How Twitter Avoids the Microservice Version of “Works on My Machine”


Apache Mesos and Apache Aurora initially helped Twitter engineers to implement more sophisticated DevOps processes and streamline tooling, says software engineer David McLaughlin. But over time a whole new class of bespoke tooling emerged to manage deployment across multiple availability zones as the number of microservices grew.

“As the number of microservices grows and the dependency graph between them grows, the confidence level you achieve from unit tests and mocks alone rapidly decreases,” McLaughlin says, in the interview below. “You end up in the microservice version of “works on my machine.”

David McLaughlin, software engineer at Twitter, will speak at MesosCon Europe in Amsterdam Aug. 31 – Sept. 2, 2016.
McLaughlin will talk this month at MesosCon Europe about these challenges, as well as the system Twitter built to support their CI/CD pipeline and close the gaps in deploy tooling.

Here, he describes application testing and deployment in a microservices architecture; how Twitter approaches it; and what he’s learned about DevOps in the process. What is the challenge with orchestration in a microservices architecture?

David McLaughlin: One of the biggest challenges for service owners is trying to build the confidence that code changes are going to work in production. As the number of microservices grows and the dependency graph between them grows, the confidence level you achieve from unit tests and mocks alone rapidly decreases. You end up in the microservice version of “works on my machine.”

One way we’ve built up confidence is to build pipelines where services are deployed and tested end to end against real upstream and downstream services before going to production. At a given size, you also have the issue of having multiple availability zones and finding yourself having to repeat all these testing steps for each zone. If this process involves humans in any way, that becomes a lot of time and money being spent just deploying code. This is obviously not a good position to be in when you fully embrace microservices and start to have hundreds or even thousands of services being managed. How did your team initially try to address the challenge?

David: Mesos and Aurora make it really easy for engineers at Twitter to deploy their service to multiple environments and clusters. Aurora comes with the ability to schedule a service to only run when capacity is available, and be evicted in favor of a production service during peak loads. This allows engineers to use more resources in pre-production environments without worrying about the cost to the company – they are simply taking advantage of the extra capacity that is required for things like disaster recovery or peak events.
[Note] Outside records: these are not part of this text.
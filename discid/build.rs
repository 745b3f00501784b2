/*!
# Disc ID: Build
*/

use argyle::KeyWordsBuilder;
use std::path::PathBuf;



/// # Set Up CLI Arguments.
fn main() {
	println!("cargo:rerun-if-env-changed=CARGO_PKG_VERSION");

	let mut builder = KeyWordsBuilder::default();
	builder.push_keys([
		"--device",
		"--freedb",
		"-h", "--help",
		"--id",
		"--toc",
		"--url",
		"-v", "--verbose",
		"-V", "--version",
	]);
	builder.push_keys_with_values([
		"-f", "--first",
		"--isrc",
		"--mcn",
	]);
	builder.save(out_path("argyle.rs"));
}

/// # Output Path.
///
/// Append the sub-path to OUT_DIR and return it.
fn out_path(stub: &str) -> PathBuf {
	std::fs::canonicalize(std::env::var("OUT_DIR").expect("Missing OUT_DIR."))
		.expect("Missing OUT_DIR.")
		.join(stub)
}
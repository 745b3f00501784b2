/*!
# Disc ID: Barcodes
*/

use crate::DiscIdError;
use std::fmt;
use trimothy::TrimSliceMatches;



#[derive(Debug, Clone, Copy, Eq, Hash, Ord, PartialEq, PartialOrd)]
/// # Barcode.
///
/// A disc's media catalog number is a UPC/EAN barcode, but drives hand it
/// over in all sorts of states: zero-filled when absent, null-padded,
/// whitespace-padded, etc. This wrapper normalizes the value to thirteen
/// check-digit-verified ASCII digits.
///
/// ```
/// use discid_core::Barcode;
///
/// let bc = Barcode::try_from("075678164125").unwrap();
/// assert_eq!(bc.as_str(), "0075678164125");
/// assert!(bc.is_upc());
/// assert_eq!(bc.to_string(), "0-75678-16412-5");
/// ```
pub struct Barcode([u8; 13]);

impl fmt::Display for Barcode {
	fn fmt(&self, f: &mut fmt::Formatter<'_>) -> fmt::Result {
		let s = self.as_str();

		// UPC-A: system, manufacturer, product, check.
		if self.is_upc() {
			write!(f, "{}-{}-{}-{}", &s[1..2], &s[2..7], &s[7..12], &s[12..])
		}
		// EAN-13: prefix, then two groups of six.
		else {
			write!(f, "{}-{}-{}", &s[..1], &s[1..7], &s[7..])
		}
	}
}

impl TryFrom<&[u8]> for Barcode {
	type Error = DiscIdError;

	fn try_from(mut src: &[u8]) -> Result<Self, Self::Error> {
		// Strip whitespace and leading zeroes from the front, and whitespace
		// and nulls from the back.
		src = src.trim_start_matches(|b| b.is_ascii_whitespace() || b == b'0');
		src = src.trim_end_matches(|b| b.is_ascii_whitespace() || b == 0);

		// Anything shorter than an EAN-8 is noise.
		if ! (8..=13).contains(&src.len()) || ! src.iter().all(u8::is_ascii_digit) {
			return Err(DiscIdError::Barcode);
		}

		// Left-pad with zeroes.
		let mut out = [b'0'; 13];
		out[13 - src.len()..].copy_from_slice(src);

		if check_digit(&out) { Ok(Self(out)) }
		else { Err(DiscIdError::Barcode) }
	}
}

impl TryFrom<&str> for Barcode {
	type Error = DiscIdError;

	#[inline]
	fn try_from(src: &str) -> Result<Self, Self::Error> {
		Self::try_from(src.as_bytes())
	}
}

impl Barcode {
	#[must_use]
	/// # As Str.
	///
	/// Return the thirteen digits as a string.
	pub fn as_str(&self) -> &str {
		// The contents are always ASCII digits.
		std::str::from_utf8(&self.0).unwrap_or_default()
	}

	#[must_use]
	/// # Is UPC?
	///
	/// UPC-A codes are EAN-13s with a leading zero.
	pub const fn is_upc(&self) -> bool { self.0[0] == b'0' }
}



/// # Verify Check Digit.
///
/// EAN-13 weights the digits alternately by one and three from the left; the
/// check digit brings the weighted total up to a multiple of ten.
fn check_digit(src: &[u8; 13]) -> bool {
	let total: u32 = src[..12].iter()
		.zip([1, 3].into_iter().cycle())
		.map(|(&b, w)| u32::from(b ^ b'0') * w)
		.sum();

	(10 - total % 10) % 10 == u32::from(src[12] ^ b'0')
}



#[cfg(test)]
mod test {
	use super::*;

	#[test]
	fn t_check_digit() {
		assert!(check_digit(b"4006381333931"));
		assert!(check_digit(b"0075678164125"));
		assert!(check_digit(b"5099997200628"));
		assert!(! check_digit(b"0075678164126"));
		assert!(! check_digit(b"4006381333932"));
	}

	#[test]
	fn t_barcode() {
		let bc = Barcode::try_from("4006381333931").expect("Barcode failed.");
		assert!(! bc.is_upc());
		assert_eq!(bc.to_string(), "4-006381-333931");

		// Padding is fine.
		let bc2 = Barcode::try_from(&b"  4006381333931\0\0"[..]).expect("Barcode failed.");
		assert_eq!(bc, bc2);

		let bc = Barcode::try_from("0075678164125").expect("Barcode failed.");
		assert_eq!(bc.to_string(), "0-75678-16412-5");

		// Drives report a missing MCN as zeroes.
		assert_eq!(Barcode::try_from("0000000000000"), Err(DiscIdError::Barcode));
		assert_eq!(Barcode::try_from(""), Err(DiscIdError::Barcode));
		assert_eq!(Barcode::try_from("0075678164126"), Err(DiscIdError::Barcode));
		assert_eq!(Barcode::try_from("00756781641X5"), Err(DiscIdError::Barcode));
	}
}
However, orchestrating the deploy pipeline across each step was still left to users. This was done through complex CI job configurations, with bespoke deploy tooling, or even worse – completely manually. How are you handling orchestration and tooling now?

David: We’ve built a tool to handle the release of a code change from development to testing to production across multiple clusters. It is built to support (if not encourage!) automation via an API, but also supports manual orchestration via a UI or even a hybrid approach where everything except the final production push can be automated. This allows users to adopt the tooling even if their current testing practices don’t provide the confidence to fully automate the whole process. What did you learn about DevOps in the process?

David: I think the biggest lesson I’ve taken away from working in this space is that when it comes to DevOps, often the best user experience is having no experience at all. The vast majority of developers just want to build stuff and ship it. So the focus should be on enabling that, instead of putting more and more tools in between them and the satisfaction of having their work shipped. Can you give one example of a more sophisticated DevOps process that resulted from your experimentation with tooling?

David: Performing a rollback used to mean retracing steps to find some known-good package version or gitsha, manually injecting it into your configuration and then applying to all your different production clusters. Now it’s as simple as clicking a button (or making an API call) on a previously successful deploy. It greatly reduces the stress of backing out from problems in production.


Join the Apache Mesos community at MesosCon Europe on Aug. 31 – Sept. 1, 2016! Look forward to 40+ talks from users, developers and maintainers deploying Apache Mesos including Netflix, Apple, Twitter and others. Register now.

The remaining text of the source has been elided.